Vu la procédure suivante :
Procédure contentieuse antérieure
M. A... B... a demandé au tribunal administratif de Lyon de condamner l'État à lui verser la somme de 35 954,94 euros en réparation des préjudices subis du fait de l'illégalité de la décision du 13 janvier 2017 prononçant la résiliation de son contrat d'engagement.
Par un jugement n° 2110292 du 2 octobre 2023, le tribunal lui a accordé 2 000 euros d'indemnisation pour préjudice moral.
Procédure devant la cour
Par une requête enregistrée le 1er décembre 2023, M. B..., représenté par Me Leleu, demande à la cour :
1°) d'annuler ce jugement en tant qu'il rejette ses demandes d'indemnisation au titre de la perte de revenus, de la perte de chance de percevoir le pécule d'incitation au départ, et les dispositifs d'aide à la reconversion ;
2°) de condamner l'État à lui verser une somme de 33 452,25 euros en réparation du préjudice subi en raison de l'illégalité de la décision du 13 janvier 2017 ;
3°) de mettre à la charge de l'État une somme de 2 000 euros, au titre des dispositions de l'article L. 761-1 du code de justice administrative.
Il soutient que :
- l'illégalité de la décision du 13 janvier 2017 par laquelle le général commandant la région terre sud-est a résilié son contrat d'engagement pour motif disciplinaire, dont le tribunal a prononcé l'annulation par un jugement du 23 janvier 2019, est constitutive d'une faute de nature à engager la responsabilité de l'État ;
- il aurait dû percevoir pendant la période d'éviction une rémunération globale dont n'a pas à être déduit le montant des allocations chômage perçues au titre de la même période, dans la mesure où ses droits au chômage ont été réduits du fait de son éviction illégale avant le terme de son contrat d'engagement ; le préjudice afférent peut être évalué à la somme de 417,08 euros en plus des sommes qui lui ont déjà été versées ;
- si son contrat d'engagement était arrivé à son terme, il aurait totalisé onze ans de service et aurait pu prétendre au pécule d'incitation au départ prévu par le décret n° 2013-1308 du 27 décembre 2013, dont le montant peut être estimé à 23 035,17 euros ; à cet égard, l'instruction du 14 juin 2016 qui prévoit que ce pécule n'est pas accordé aux militaires de rang, dont se prévaut le ministre des armées en défense, est illégale ; il demande également l'indemnisation de la perte de chance de renouvellement de son contrat ;
- en raison de la résiliation, illégale, de son contrat d'engagement, il a été privé de la possibilité de bénéficier des dispositifs d'aide à la reconversion et s'est retrouvé propulsé sans aucune préparation sur le marché de l'emploi, alors qu'il s'est engagé dans l'armée à dix-neuf ans et exerçait comme militaire depuis onze ans ; le préjudice afférent peut être évalué à la somme de 10 000 euros.

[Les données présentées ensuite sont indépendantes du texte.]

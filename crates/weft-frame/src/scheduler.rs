//! Frame-loop scheduling driven by aggregated render need.
//!
//! The scheduler has exactly two states. `Idle`: no timer armed. `Running`:
//! a repeating timer at the frame interval. Transitions happen only through
//! the aggregator's edge event, never by polling, so an idle application
//! costs nothing. Each tick re-checks need before emitting, which makes an
//! in-flight tick after disarm a harmless no-op.

use std::sync::{Arc, Mutex};
use std::time::Duration;

use weft_core::{Dispatcher, TimerDriver, TimerHandle};

use crate::aggregate::InvalidationAggregator;
use crate::signal::{Signal, SignalGuard};

/// Target frame period: 60 ticks per second.
pub const FRAME_INTERVAL: Duration = Duration::from_millis(16);

struct SchedulerInner {
    aggregator: InvalidationAggregator,
    timer: Arc<dyn TimerDriver>,
    dispatcher: Option<Arc<dyn Dispatcher>>,
    render_requested: Signal,
    /// `Some` while running. The mutex is the state machine: arm and disarm
    /// are serialized, so rapid needed/idle/needed flutter cannot double-arm.
    running: Mutex<Option<TimerHandle>>,
}

/// Drives render callbacks while the aggregator reports need.
///
/// Platform code connects to [`render_requested`](Self::render_requested),
/// performs the draw, and then calls
/// [`InvalidationAggregator::frame_rendered`] so the one-shot flag clears.
/// Render callbacks are marshaled onto the dispatcher captured at
/// construction; with no dispatcher they run on the timer thread.
pub struct RenderScheduler {
    inner: Arc<SchedulerInner>,
    _aggregator_guard: SignalGuard,
}

impl RenderScheduler {
    pub fn new(
        aggregator: InvalidationAggregator,
        timer: Arc<dyn TimerDriver>,
        dispatcher: Option<Arc<dyn Dispatcher>>,
    ) -> Self {
        let inner = Arc::new(SchedulerInner {
            aggregator,
            timer,
            dispatcher,
            render_requested: Signal::new(),
            running: Mutex::new(None),
        });

        let weak = Arc::downgrade(&inner);
        let guard = inner
            .aggregator
            .rendering_required_changed()
            .connect(move || {
                if let Some(inner) = weak.upgrade() {
                    sync_state(&inner);
                }
            });

        // The aggregator may already report need at construction.
        sync_state(&inner);

        Self {
            inner,
            _aggregator_guard: guard,
        }
    }

    pub fn render_requested(&self) -> &Signal {
        &self.inner.render_requested
    }

    pub fn is_running(&self) -> bool {
        self.inner.running.lock().unwrap().is_some()
    }

    /// Disarm and disconnect. Safe to call multiple times; an in-flight tick
    /// re-checks need and no-ops.
    pub fn shutdown(&self) {
        self._aggregator_guard.detach();
        disarm(&self.inner);
    }
}

impl Drop for RenderScheduler {
    fn drop(&mut self) {
        self.shutdown();
    }
}

impl std::fmt::Debug for RenderScheduler {
    fn fmt(&self, f: &mut std::fmt::Formatter<'_>) -> std::fmt::Result {
        f.debug_struct("RenderScheduler")
            .field("running", &self.is_running())
            .finish()
    }
}

fn sync_state(inner: &Arc<SchedulerInner>) {
    let needed = inner.aggregator.needs_render();
    let mut running = inner.running.lock().unwrap();
    match (needed, running.is_some()) {
        (true, false) => {
            let weak = Arc::downgrade(inner);
            let handle = inner.timer.schedule_repeating(
                FRAME_INTERVAL,
                Box::new(move || {
                    if let Some(inner) = weak.upgrade() {
                        tick(&inner);
                    }
                }),
            );
            *running = Some(handle);
            log::trace!("render scheduler armed");
        }
        (false, true) => {
            if let Some(handle) = running.take() {
                handle.cancel();
            }
            log::trace!("render scheduler disarmed");
        }
        _ => {}
    }
}

fn disarm(inner: &Arc<SchedulerInner>) {
    let mut running = inner.running.lock().unwrap();
    if let Some(handle) = running.take() {
        handle.cancel();
    }
}

fn tick(inner: &Arc<SchedulerInner>) {
    // Need may have gone false between arming and this tick.
    if !inner.aggregator.needs_render() {
        return;
    }
    let signal = inner.render_requested.clone();
    match &inner.dispatcher {
        Some(dispatcher) => dispatcher.dispatch(Box::new(move || signal.emit())),
        None => signal.emit(),
    }
}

Par un mémoire enregistré le 14 février 2024, le ministre des armées conclut au rejet de la requête.
Il soutient qu'aucun moyen de la requête n'est fondé.
Par une ordonnance du 14 février 2024, la clôture de l'instruction a été fixée au 27 février 2024.
Vu les autres pièces du dossier ;
Vu :
- le code de la défense ;
- la loi n° 2013-1168 du 18 décembre 2013 relative à la programmation militaire pour les années 2014 à 2019 et portant diverses dispositions concernant la défense et la sécurité nationale ;
- le décret n° 59-1193 du 13 octobre 1959 fixant le régime de l'indemnité pour charges militaires ;
- le décret n° 2013-1308 du 27 décembre 2013 pris pour l'application de la loi n° 2013-1168 du 18 décembre 2013 ;
- l'arrêté du 3 mai 2002 fixant les conditions d'attribution et le taux journalier de l'indemnité pour temps d'activité et d'obligations professionnelles complémentaires ;
- le code de justice administrative ;
Les parties ayant été régulièrement averties du jour de l'audience ;
Après avoir entendu au cours de l'audience publique :
- le rapport de Mme Djebiri, première conseillère ;
- et les conclusions de M. Rivière, rapporteur public ;
Considérant ce qui suit :
1. M. A... B..., engagé volontaire depuis le 1er août 2006, a fait l'objet d'une sanction disciplinaire de résiliation de son contrat par une décision du 13 janvier 2017, annulée par un jugement du tribunal du 23 janvier 2019. M. B... relève appel du jugement du tribunal administratif de Lyon en ce qu'il a rejeté ses demandes d'indemnisation au titre de la perte de revenus, de la perte de chance de percevoir le pécule d'incitation au départ, et les dispositifs d'aide à la reconversion et de condamner l'État à lui verser la somme de 33 452,25 euros en réparation de l'entier préjudice résultant de l'illégalité de la décision du 13 janvier 2017.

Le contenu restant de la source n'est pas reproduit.